» **EXERCISE DIRECTIONS**:
For the entries that follow, say how many lines hold the string "comparison", with nothing else in the reply.

Saved data entries
=== Begin Enclosure ===

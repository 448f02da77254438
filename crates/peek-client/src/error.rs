//! Client error types.

use thiserror::Error;

/// Errors that can occur when calling the comparison service.
#[derive(Debug, Error)]
pub enum ClientError {
    /// HTTP transport error (connect, timeout, body read).
    #[error("HTTP error: {0}")]
    Http(#[from] reqwest::Error),

    /// The service returned a non-success status without an `error` body.
    #[error("API error ({status}): {message}")]
    Api {
        /// HTTP status code returned by the service.
        status: u16,
        /// Response body, as text.
        message: String,
    },

    /// The response body is not a comparison object.
    #[error("parse error: {0}")]
    Parse(String),

    /// The service returned 429 Too Many Requests.
    #[error("rate limited, retry after {retry_after_secs}s")]
    RateLimited {
        /// Seconds the service asked callers to wait.
        retry_after_secs: u64,
    },
}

=== End Enclosure ===

» **FINISHED EXERCISE**:
2